(Saved entries)
▬▬▬▬▬▬

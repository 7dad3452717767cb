//! Many-to-many relation fields.

use crate::error::{MooringError, MooringResult};
use crate::object::SyncObject;
use crate::operation::FieldOperation;
use crate::query::{QueryBuilder, QueryState};
use mooring_codec::Pointer;
use parking_lot::Mutex;
use std::sync::{Arc, Weak};

#[derive(Debug, Default)]
struct Binding {
    parent: Weak<SyncObject>,
    key: Option<String>,
}

/// A handle on one relation field of one object.
///
/// Adding and removing members queues relation operations on the parent.
/// A relation is bound to exactly one parent and key.
#[derive(Debug)]
pub struct Relation {
    binding: Mutex<Binding>,
    target_class: Mutex<Option<String>>,
}

impl Relation {
    /// Creates an unbound relation.
    pub fn new(target_class: Option<String>) -> Self {
        Self {
            binding: Mutex::new(Binding::default()),
            target_class: Mutex::new(target_class),
        }
    }

    pub(crate) fn bind(&self, parent: Weak<SyncObject>, key: &str) {
        let mut binding = self.binding.lock();
        binding.parent = parent;
        binding.key = Some(key.to_string());
    }

    /// Binds this relation to `parent` and `key`, or checks that it already
    /// is.
    ///
    /// # Errors
    ///
    /// Returns [`MooringError::IllegalState`] if the relation is bound to a
    /// different parent or key.
    pub fn ensure_parent_and_key(&self, parent: &Arc<SyncObject>, key: &str) -> MooringResult<()> {
        let mut binding = self.binding.lock();
        if let Some(existing) = binding.parent.upgrade() {
            if !Arc::ptr_eq(&existing, parent) {
                return Err(MooringError::illegal_state(
                    "One relation was retrieved from two different objects.",
                ));
            }
        }
        if let Some(existing) = &binding.key {
            if existing != key {
                return Err(MooringError::illegal_state(
                    "One relation was retrieved from two different keys.",
                ));
            }
        }
        binding.parent = Arc::downgrade(parent);
        binding.key = Some(key.to_string());
        Ok(())
    }

    /// Class of the related objects, once known.
    pub fn target_class(&self) -> Option<String> {
        self.target_class.lock().clone()
    }

    /// Relation field name, once bound.
    pub fn key(&self) -> Option<String> {
        self.binding.lock().key.clone()
    }

    fn parent_and_key(&self) -> MooringResult<(Arc<SyncObject>, String)> {
        let binding = self.binding.lock();
        match (binding.parent.upgrade(), &binding.key) {
            (Some(parent), Some(key)) => Ok((parent, key.clone())),
            _ => Err(MooringError::illegal_state(
                "relation is not bound to a live object",
            )),
        }
    }

    fn modify(
        &self,
        target: &Pointer,
        adds: Vec<Pointer>,
        removes: Vec<Pointer>,
    ) -> MooringResult<()> {
        let (parent, key) = self.parent_and_key()?;
        parent.perform_operation(
            &key,
            FieldOperation::Relation {
                target_class: target.class_name.clone(),
                adds,
                removes,
            },
        )?;
        *self.target_class.lock() = Some(target.class_name.clone());
        Ok(())
    }

    /// Adds `target` to the relation.
    ///
    /// # Errors
    ///
    /// Returns an error if the relation is unbound or `target` has another
    /// class than earlier members.
    pub fn add(&self, target: &Pointer) -> MooringResult<()> {
        self.modify(target, vec![target.clone()], Vec::new())
    }

    /// Removes `target` from the relation.
    ///
    /// # Errors
    ///
    /// Returns an error if the relation is unbound or `target` has another
    /// class than earlier members.
    pub fn remove(&self, target: &Pointer) -> MooringResult<()> {
        self.modify(target, Vec::new(), vec![target.clone()])
    }

    /// A query over the relation's members.
    ///
    /// # Errors
    ///
    /// Returns [`MooringError::IllegalState`] if the target class is unknown
    /// or the parent has no identity yet.
    pub fn query(&self) -> MooringResult<QueryBuilder> {
        let target = self
            .target_class()
            .ok_or_else(|| MooringError::illegal_state("relation target class is unknown"))?;
        let (parent, key) = self.parent_and_key()?;
        let pointer = parent.pointer().ok_or_else(|| {
            MooringError::illegal_state("cannot query a relation of an object without an id")
        })?;
        Ok(QueryState::builder(target).where_related_to(pointer, &key))
    }
}

#[cfg(test)]
mod tests {
    use super::*;
    use crate::error::ErrorKind;
    use mooring_codec::Value;

    #[test]
    fn add_queues_relation_operation() {
        let post = SyncObject::without_data("Post", "p1").unwrap();
        let relation = post.relation("likes").unwrap();
        relation.add(&Pointer::new("_User", "u1")).unwrap();
        relation.add(&Pointer::new("_User", "u2")).unwrap();
        relation.remove(&Pointer::new("_User", "u1")).unwrap();

        match post.get("likes").unwrap() {
            Some(Value::Relation(rel)) => {
                assert_eq!(rel.target_class.as_deref(), Some("_User"));
                assert_eq!(rel.known, vec![Pointer::new("_User", "u2")]);
            }
            other => panic!("unexpected {other:?}"),
        }
        assert_eq!(relation.target_class().as_deref(), Some("_User"));
    }

    #[test]
    fn mixed_target_classes_are_rejected() {
        let post = SyncObject::without_data("Post", "p1").unwrap();
        let relation = post.relation("likes").unwrap();
        relation.add(&Pointer::new("_User", "u1")).unwrap();
        assert!(relation.add(&Pointer::new("Comment", "c1")).is_err());
    }

    #[test]
    fn rebinding_is_illegal_state() {
        let a = SyncObject::without_data("Post", "a").unwrap();
        let b = SyncObject::without_data("Post", "b").unwrap();
        let relation = a.relation("likes").unwrap();

        relation.ensure_parent_and_key(&a, "likes").unwrap();
        assert_eq!(
            relation.ensure_parent_and_key(&b, "likes").unwrap_err().kind(),
            ErrorKind::IllegalState
        );
        assert_eq!(
            relation.ensure_parent_and_key(&a, "fans").unwrap_err().kind(),
            ErrorKind::IllegalState
        );
    }

    #[test]
    fn query_targets_related_class() {
        let post = SyncObject::without_data("Post", "p1").unwrap();
        let relation = post.relation("likes").unwrap();
        assert!(relation.query().is_err());

        relation.add(&Pointer::new("_User", "u1")).unwrap();
        let query = relation.query().unwrap().build();
        assert_eq!(query.class_name(), "_User");
        let related = query.constraints().related_to.as_ref().unwrap();
        assert_eq!(related.key, "likes");
        assert_eq!(related.object, Pointer::new("Post", "p1"));
    }
}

▬▬▬▬▬▬

Exactly reproduce every line of the records.

repository 7dad3452717767cb
//! Many-to-many relation fields.

use crate::error::{MooringError, MooringResult};
use crate::object::SyncObject;
use crate::operation::FieldOperation;
use crate::query::{QueryBuilder, QueryState};
use mooring_codec::Pointer;
use parking_lot::Mutex;
use std::sync::{Arc, Weak};

#[derive(Debug, Default)]
struct Binding {
    parent: Weak<SyncObject>,
    key: Option<String>,
}

/// A handle on one relation field of one object.
///
/// Adding and removing members queues relation operations on the parent.
/// A relation is bound to exactly one parent and key.
#[derive(Debug)]
pub struct Relation {
    binding: Mutex<Binding>,
    target_class: Mutex<Option<String>>,
}

impl Relation {
    /// Creates an unbound relation.
    pub fn new(target_class: Option<String>) -> Self {
        Self {
            binding: Mutex::new(Binding::default()),
            target_class: Mutex::new(target_class),
        }
    }

    pub(crate) fn bind(&self, parent: Weak<SyncObject>, key: &str) {
        let mut binding = self.binding.lock();
        binding.parent = parent;
        binding.key = Some(key.to_string());
    }

    /// Binds this relation to `parent` and `key`, or checks that it already
    /// is.
    ///
    /// # Errors
    ///
    /// Returns [`MooringError::IllegalState`] if the relation is bound to a
    /// different parent or key.
    pub fn ensure_parent_and_key(&self, parent: &Arc<SyncObject>, key: &str) -> MooringResult<()> {
        let mut binding = self.binding.lock();
        if let Some(existing) = binding.parent.upgrade() {
            if !Arc::ptr_eq(&existing, parent) {
                return Err(MooringError::illegal_state(
                    "One relation was retrieved from two different objects.",
                ));
            }
        }
        if let Some(existing) = &binding.key {
            if existing != key {
                return Err(MooringError::illegal_state(
                    "One relation was retrieved from two different keys.",
                ));
            }
        }
        binding.parent = Arc::downgrade(parent);
        binding.key = Some(key.to_string());
        Ok(())
    }

    /// Class of the related objects, once known.
    pub fn target_class(&self) -> Option<String> {
        self.target_class.lock().clone()
    }

    /// Relation field name, once bound.
    pub fn key(&self) -> Option<String> {
        self.binding.lock().key.clone()
    }

    fn parent_and_key(&self) -> MooringResult<(Arc<SyncObject>, String)> {
        let binding = self.binding.lock();
        match (binding.parent.upgrade(), &binding.key) {
            (Some(parent), Some(key)) => Ok((parent, key.clone())),
            _ => Err(MooringError::illegal_state(
                "relation is not bound to a live object",
            )),
        }
    }

    fn modify(
        &self,
        target: &Pointer,
        adds: Vec<Pointer>,
        removes: Vec<Pointer>,
    ) -> MooringResult<()> {
        let (parent, key) = self.parent_and_key()?;
        parent.perform_operation(
            &key,
            FieldOperation::Relation {
                target_class: target.class_name.clone(),
                adds,
                removes,
            },
        )?;
        *self.target_class.lock() = Some(target.class_name.clone());
        Ok(())
    }

    /// Adds `target` to the relation.
    ///
    /// # Errors
    ///
    /// Returns an error if the relation is unbound or `target` has another
    /// class than earlier members.
    pub fn add(&self, target: &Pointer) -> MooringResult<()> {
        self.modify(target, vec![target.clone()], Vec::new())
    }

    /// Removes `target` from the relation.
    ///
    /// # Errors
    ///
    /// Returns an error if the relation is unbound or `target` has another
    /// class than earlier members.
    pub fn remove(&self, target: &Pointer) -> MooringResult<()> {
        self.modify(target, Vec::new(), vec![target.clone()])
    }

    /// A query over the relation's members.
    ///
    /// # Errors
    ///
    /// Returns [`MooringError::IllegalState`] if the target class is unknown
    /// or the parent has no identity yet.
    pub fn query(&self) -> MooringResult<QueryBuilder> {
        let target = self
            .target_class()
            .ok_or_else(|| MooringError::illegal_state("relation target class is unknown"))?;
        let (parent, key) = self.parent_and_key()?;
        let pointer = parent.pointer().ok_or_else(|| {
            MooringError::illegal_state("cannot query a relation of an object without an id")
        })?;
        Ok(QueryState::builder(target).where_related_to(pointer, &key))
    }
}

#[cfg(test)]
mod tests {
    use super::*;
    use crate::error::ErrorKind;
    use mooring_codec::Value;

    #[test]
    fn add_queues_relation_operation() {
        let post = SyncObject::without_data("Post", "p1").unwrap();
        let relation = post.relation("likes").unwrap();
        relation.add(&Pointer::new("_User", "u1")).unwrap();
        relation.add(&Pointer::new("_User", "u2")).unwrap();
        relation.remove(&Pointer::new("_User", "u1")).unwrap();

        match post.get("likes").unwrap() {
            Some(Value::Relation(rel)) => {
                assert_eq!(rel.target_class.as_deref(), Some("_User"));
                assert_eq!(rel.known, vec![Pointer::new("_User", "u2")]);
            }
            other => panic!("unexpected {other:?}"),
        }
        assert_eq!(relation.target_class().as_deref(), Some("_User"));
    }

    #[test]
    fn mixed_target_classes_are_rejected() {
        let post = SyncObject::without_data("Post", "p1").unwrap();
        let relation = post.relation("likes").unwrap();
        relation.add(&Pointer::new("_User", "u1")).unwrap();
        assert!(relation.add(&Pointer::new("Comment", "c1")).is_err());
    }

    #[test]
    fn rebinding_is_illegal_state() {
        let a = SyncObject::without_data("Post", "a").unwrap();
        let b = SyncObject::without_data("Post", "b").unwrap();
        let relation = a.relation("likes").unwrap();

        relation.ensure_parent_and_key(&a, "likes").unwrap();
        assert_eq!(
            relation.ensure_parent_and_key(&b, "likes").unwrap_err().kind(),
            ErrorKind::IllegalState
        );
        assert_eq!(
            relation.ensure_parent_and_key(&a, "fans").unwrap_err().kind(),
            ErrorKind::IllegalState
        );
    }

    #[test]
    fn query_targets_related_class() {
        let post = SyncObject::without_data("Post", "p1").unwrap();
        let relation = post.relation("likes").unwrap();
        assert!(relation.query().is_err());

        relation.add(&Pointer::new("_User", "u1")).unwrap();
        let query = relation.query().unwrap().build();
        assert_eq!(query.class_name(), "_User");
        let related = query.constraints().related_to.as_ref().unwrap();
        assert_eq!(related.key, "likes");
        assert_eq!(related.object, Pointer::new("Post", "p1"));
    }
}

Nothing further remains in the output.